Given data below:

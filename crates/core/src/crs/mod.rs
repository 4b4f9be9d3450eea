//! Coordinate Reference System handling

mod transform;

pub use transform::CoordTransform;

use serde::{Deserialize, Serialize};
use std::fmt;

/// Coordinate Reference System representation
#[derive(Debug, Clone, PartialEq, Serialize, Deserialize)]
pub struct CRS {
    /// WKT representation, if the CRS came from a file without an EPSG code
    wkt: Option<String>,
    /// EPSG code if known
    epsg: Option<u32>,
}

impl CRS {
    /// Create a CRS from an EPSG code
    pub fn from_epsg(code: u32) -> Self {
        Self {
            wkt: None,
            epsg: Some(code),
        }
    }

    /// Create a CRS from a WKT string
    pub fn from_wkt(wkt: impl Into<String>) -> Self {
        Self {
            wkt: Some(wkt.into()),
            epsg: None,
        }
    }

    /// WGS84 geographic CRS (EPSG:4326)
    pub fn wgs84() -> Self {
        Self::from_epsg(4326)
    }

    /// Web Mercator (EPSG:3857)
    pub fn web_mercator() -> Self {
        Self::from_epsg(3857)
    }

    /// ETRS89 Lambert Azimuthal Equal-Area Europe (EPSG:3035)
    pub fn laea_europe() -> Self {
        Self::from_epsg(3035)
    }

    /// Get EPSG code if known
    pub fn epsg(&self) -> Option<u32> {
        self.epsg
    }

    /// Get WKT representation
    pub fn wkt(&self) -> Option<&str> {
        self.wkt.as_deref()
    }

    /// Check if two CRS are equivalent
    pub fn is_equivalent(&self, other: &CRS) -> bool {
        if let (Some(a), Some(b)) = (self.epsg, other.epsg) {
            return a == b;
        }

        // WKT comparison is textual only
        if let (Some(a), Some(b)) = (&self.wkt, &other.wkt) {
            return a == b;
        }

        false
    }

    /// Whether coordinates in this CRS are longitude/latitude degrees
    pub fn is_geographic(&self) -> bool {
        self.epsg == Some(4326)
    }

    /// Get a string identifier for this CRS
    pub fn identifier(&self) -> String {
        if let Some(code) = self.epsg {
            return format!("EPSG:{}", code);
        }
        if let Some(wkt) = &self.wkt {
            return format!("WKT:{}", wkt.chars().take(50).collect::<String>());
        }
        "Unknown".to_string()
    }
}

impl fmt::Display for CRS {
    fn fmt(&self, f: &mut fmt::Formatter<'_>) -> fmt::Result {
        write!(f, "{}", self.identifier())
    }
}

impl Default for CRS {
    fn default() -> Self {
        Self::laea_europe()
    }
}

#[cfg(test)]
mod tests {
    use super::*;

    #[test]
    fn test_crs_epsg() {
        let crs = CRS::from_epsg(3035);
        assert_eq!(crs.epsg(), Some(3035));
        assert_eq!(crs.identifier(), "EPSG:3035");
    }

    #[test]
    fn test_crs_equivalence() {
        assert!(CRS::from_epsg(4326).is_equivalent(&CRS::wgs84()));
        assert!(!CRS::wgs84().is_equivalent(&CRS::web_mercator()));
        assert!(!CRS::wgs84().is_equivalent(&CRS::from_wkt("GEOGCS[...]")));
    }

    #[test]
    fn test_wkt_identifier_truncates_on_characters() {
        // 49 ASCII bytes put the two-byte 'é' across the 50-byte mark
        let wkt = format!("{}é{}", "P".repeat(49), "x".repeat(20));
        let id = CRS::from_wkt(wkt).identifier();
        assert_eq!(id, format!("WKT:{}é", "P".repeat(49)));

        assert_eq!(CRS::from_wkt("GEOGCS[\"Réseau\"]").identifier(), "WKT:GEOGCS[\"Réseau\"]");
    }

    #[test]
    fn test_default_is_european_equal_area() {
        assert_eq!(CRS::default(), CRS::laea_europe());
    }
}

End of Given data.

- [Work to be completed]:
The answer should consist only of the lines from the one with "assert!(!CRS::wgs84().is_equivalent(&CRS::web_mercator()));" to the final line of the records above, retyped word for word.

- [Written solution]:
        assert!(!CRS::wgs84().is_equivalent(&CRS::web_mercator()));
        assert!(!CRS::wgs84().is_equivalent(&CRS::from_wkt("GEOGCS[...]")));
    }

    #[test]
    fn test_wkt_identifier_truncates_on_characters() {
        // 49 ASCII bytes put the two-byte 'é' across the 50-byte mark
        let wkt = format!("{}é{}", "P".repeat(49), "x".repeat(20));
        let id = CRS::from_wkt(wkt).identifier();
        assert_eq!(id, format!("WKT:{}é", "P".repeat(49)));

        assert_eq!(CRS::from_wkt("GEOGCS[\"Réseau\"]").identifier(), "WKT:GEOGCS[\"Réseau\"]");
    }

    #[test]
    fn test_default_is_european_equal_area() {
        assert_eq!(CRS::default(), CRS::laea_europe());
    }
}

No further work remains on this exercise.